↓

// Copyright (C) 2026 Fred Clausen
// Use of this source code is governed by an MIT-style
// license that can be found in the LICENSE file or at
// https://opensource.org/licenses/MIT.

use crate::error::DomainError;
use crate::lifecycle::LifecycleStatus;
use serde::{Deserialize, Serialize};
use std::str::FromStr;

/// Role of a user in the kermesse.
#[derive(Debug, Clone, Copy, PartialEq, Eq, Hash, Serialize, Deserialize)]
#[serde(rename_all = "SCREAMING_SNAKE_CASE")]
pub enum UserRole {
    /// Parent of one or more students. Funds their children.
    Parent,
    /// Student. Buys at stands and buys tombola tickets.
    Student,
    /// Creates and runs kermesses and their tombolas.
    Organizer,
    /// Owns a stand and records game outcomes.
    StandHolder,
}

impl UserRole {
    /// Returns the string representation used for persistence and serialization.
    #[must_use]
    pub const fn as_str(&self) -> &'static str {
        match self {
            Self::Parent => "PARENT",
            Self::Student => "STUDENT",
            Self::Organizer => "ORGANIZER",
            Self::StandHolder => "STAND_HOLDER",
        }
    }
}

impl FromStr for UserRole {
    type Err = DomainError;

    fn from_str(s: &str) -> Result<Self, Self::Err> {
        match s {
            "PARENT" => Ok(Self::Parent),
            "STUDENT" => Ok(Self::Student),
            "ORGANIZER" => Ok(Self::Organizer),
            "STAND_HOLDER" => Ok(Self::StandHolder),
            _ => Err(DomainError::InvalidRole(s.to_string())),
        }
    }
}

impl std::fmt::Display for UserRole {
    fn fmt(&self, f: &mut std::fmt::Formatter<'_>) -> std::fmt::Result {
        f.write_str(self.as_str())
    }
}

/// Category of goods or activity offered by a stand.
#[derive(Debug, Clone, Copy, PartialEq, Eq, Hash, Serialize, Deserialize)]
#[serde(rename_all = "SCREAMING_SNAKE_CASE")]
pub enum StandCategory {
    /// Consumable food. Stock-tracked.
    Food,
    /// Consumable drinks. Stock-tracked.
    Drink,
    /// Game. Unlimited, awards points.
    Game,
}

impl StandCategory {
    /// Returns the string representation used for persistence and serialization.
    #[must_use]
    pub const fn as_str(&self) -> &'static str {
        match self {
            Self::Food => "FOOD",
            Self::Drink => "DRINK",
            Self::Game => "GAME",
        }
    }

    /// Returns true if purchases at stands of this category consume stock.
    #[must_use]
    pub const fn tracks_stock(&self) -> bool {
        matches!(self, Self::Food | Self::Drink)
    }

    /// Returns true if participations in this category await an outcome.
    #[must_use]
    pub const fn records_outcome(&self) -> bool {
        matches!(self, Self::Game)
    }
}

impl FromStr for StandCategory {
    type Err = DomainError;

    fn from_str(s: &str) -> Result<Self, Self::Err> {
        match s {
            "FOOD" => Ok(Self::Food),
            "DRINK" => Ok(Self::Drink),
            "GAME" => Ok(Self::Game),
            _ => Err(DomainError::InvalidCategory(s.to_string())),
        }
    }
}

impl std::fmt::Display for StandCategory {
    fn fmt(&self, f: &mut std::fmt::Formatter<'_>) -> std::fmt::Result {
        f.write_str(self.as_str())
    }
}

/// A registered user.
///
/// The balance is only ever changed through ledger operations.
#[derive(Debug, Clone, PartialEq, Eq, Serialize, Deserialize)]
pub struct User {
    /// Canonical identifier.
    pub user_id: i64,
    /// Owning parent, for students invited by a parent.
    pub parent_id: Option<i64>,
    /// Display name.
    pub name: String,
    /// Unique login email.
    pub email: String,
    /// Role.
    pub role: UserRole,
    /// Spendable balance in tokens.
    pub balance: u64,
}

impl User {
    /// Returns true if `parent_id` is this user's parent.
    #[must_use]
    pub fn is_child_of(&self, parent_id: i64) -> bool {
        self.parent_id == Some(parent_id)
    }
}

/// A school fair event.
#[derive(Debug, Clone, PartialEq, Eq, Serialize, Deserialize)]
pub struct Kermesse {
    /// Canonical identifier.
    pub kermesse_id: i64,
    /// Organizer who created and owns the kermesse.
    pub organizer_id: i64,
    /// Display name.
    pub name: String,
    /// Free-form description.
    pub description: String,
    /// Lifecycle status.
    pub status: LifecycleStatus,
}

/// A stand run by a stand holder.
#[derive(Debug, Clone, PartialEq, Eq, Serialize, Deserialize)]
pub struct Stand {
    /// Canonical identifier.
    pub stand_id: i64,
    /// Stand holder who owns the stand.
    pub holder_id: i64,
    /// Display name.
    pub name: String,
    /// Free-form description.
    pub description: String,
    /// Category.
    pub category: StandCategory,
    /// Price per unit.
    pub price: u64,
    /// Remaining units. Always zero for categories that do not track stock.
    pub stock: u64,
}

/// A recorded purchase or play at a stand.
///
/// Category, quantity and balance are snapshots taken at purchase time
/// and never change afterwards.
#[derive(Debug, Clone, PartialEq, Eq, Serialize, Deserialize)]
pub struct Participation {
    /// Canonical identifier.
    pub participation_id: i64,
    /// Kermesse the stand was linked to at purchase time.
    pub kermesse_id: i64,
    /// Stand the purchase was made at.
    pub stand_id: i64,
    /// Buyer.
    pub user_id: i64,
    /// Stand category at purchase time.
    pub category: StandCategory,
    /// Units bought.
    pub quantity: u32,
    /// Total amount charged.
    pub balance: u64,
    /// Points earned. Only meaningful for games.
    pub points: u32,
    /// Outcome status.
    pub status: LifecycleStatus,
}

/// A raffle run under a kermesse.
#[derive(Debug, Clone, PartialEq, Eq, Serialize, Deserialize)]
pub struct Tombola {
    /// Canonical identifier.
    pub tombola_id: i64,
    /// Owning kermesse.
    pub kermesse_id: i64,
    /// Display name.
    pub name: String,
    /// Prize description.
    pub prize: String,
    /// Price per ticket.
    pub price: u64,
    /// Lifecycle status.
    pub status: LifecycleStatus,
}

/// A tombola ticket.
#[derive(Debug, Clone, PartialEq, Eq, Serialize, Deserialize)]
pub struct Ticket {
    /// Canonical identifier.
    pub ticket_id: i64,
    /// Buyer.
    pub user_id: i64,
    /// Tombola the ticket belongs to.
    pub tombola_id: i64,
    /// Set exactly once, on the single drawn ticket.
    pub is_winner: bool,
}

/// Aggregated figures for a kermesse, scoped to the requesting actor.
#[derive(Debug, Clone, Default, PartialEq, Eq, Serialize, Deserialize)]
pub struct KermesseStatistics {
    /// Linked users visible to the actor.
    pub user_count: u64,
    /// Linked stands.
    pub stand_count: u64,
    /// Tombolas run under the kermesse.
    pub tombola_count: u64,
    /// Ticket revenue across all tombolas; zero outside the organizer's view.
    pub tombola_revenue: u64,
    /// Participations visible to the actor.
    pub participation_count: u64,
    /// Revenue of the participations visible to the actor.
    pub participation_revenue: u64,
    /// Points earned by the actor.
    pub points: u64,
}
// Copyright (C) 2026 Fred Clausen
// Use of this source code is governed by an MIT-style
// license that can be found in the LICENSE file or at
// https://opensource.org/licenses/MIT.

use diesel::prelude::*;
use diesel::SqliteConnection;
use kermesse_domain::User;
use tracing::debug;

use crate::data_models::{UserCredentials, UserRow};
use crate::diesel_schema::users;
use crate::error::PersistenceError;

/// Retrieves a user by ID.
///
/// # Errors
///
/// Returns an error if the database query fails.
/// Returns `Ok(None)` if the user is not found.
pub fn get_user(
    conn: &mut SqliteConnection,
    user_id: i64,
) -> Result<Option<User>, PersistenceError> {
    debug!(user_id, "Looking up user");

    users::table
        .find(user_id)
        .select(UserRow::as_select())
        .first(conn)
        .optional()?
        .map(UserRow::into_user)
        .transpose()
}

/// Retrieves a user and their password hash by email.
///
/// # Errors
///
/// Returns an error if the database query fails.
/// Returns `Ok(None)` if no user has this email.
pub fn get_credentials_by_email(
    conn: &mut SqliteConnection,
    email: &str,
) -> Result<Option<UserCredentials>, PersistenceError> {
    debug!(email, "Looking up credentials");

    users::table
        .filter(users::email.eq(email))
        .select(UserRow::as_select())
        .first(conn)
        .optional()?
        .map(UserRow::into_credentials)
        .transpose()
}

/// Retrieves a user and their password hash by ID.
///
/// # Errors
///
/// Returns an error if the database query fails.
pub fn get_credentials(
    conn: &mut SqliteConnection,
    user_id: i64,
) -> Result<Option<UserCredentials>, PersistenceError> {
    users::table
        .find(user_id)
        .select(UserRow::as_select())
        .first(conn)
        .optional()?
        .map(UserRow::into_credentials)
        .transpose()
}

/// Returns true if a user already uses this email.
///
/// # Errors
///
/// Returns an error if the database query fails.
pub fn email_exists(conn: &mut SqliteConnection, email: &str) -> Result<bool, PersistenceError> {
    Ok(
        diesel::select(diesel::dsl::exists(users::table.filter(users::email.eq(email))))
            .get_result(conn)?,
    )
}

/// Lists the students whose parent is `parent_id`.
///
/// # Errors
///
/// Returns an error if the database query fails.
pub fn list_children(
    conn: &mut SqliteConnection,
    parent_id: i64,
) -> Result<Vec<User>, PersistenceError> {
    users::table
        .filter(users::parent_id.eq(Some(parent_id)))
        .order(users::user_id.asc())
        .select(UserRow::as_select())
        .load(conn)?
        .into_iter()
        .map(UserRow::into_user)
        .collect()
}

/// Sums every user balance.
///
/// Used to check that purchases move money without creating or destroying it.
///
/// # Errors
///
/// Returns an error if the database query fails.
#[cfg(test)]
pub fn total_balance(conn: &mut SqliteConnection) -> Result<u64, PersistenceError> {
    let total: i64 = users::table
        .select(diesel::dsl::sql::<diesel::sql_types::BigInt>(
            "COALESCE(SUM(users.balance), 0)",
        ))
        .get_result(conn)?;
    crate::queries::statistics::to_amount("users.balance", total)
}
// Copyright (C) 2026 Fred Clausen
// Use of this source code is governed by an MIT-style
// license that can be found in the LICENSE file or at
// https://opensource.org/licenses/MIT.

//! Read-only queries.
//!
//! Every function takes a plain `&mut SqliteConnection`; callers that need
//! a consistent view across several reads run them inside a transaction.
//!
//! Lookups by id return `Ok(None)` for missing rows and leave the
//! not-found decision to the caller.

pub mod kermesses;
pub mod participations;
pub mod stands;
pub mod statistics;
pub mod tickets;
pub mod tombolas;
pub mod users;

↑

◆ **Task prompt**: Answer with the number alone after tallying the lines of the entries above that contain the word "under".

◆ **Result of the exercise**: 2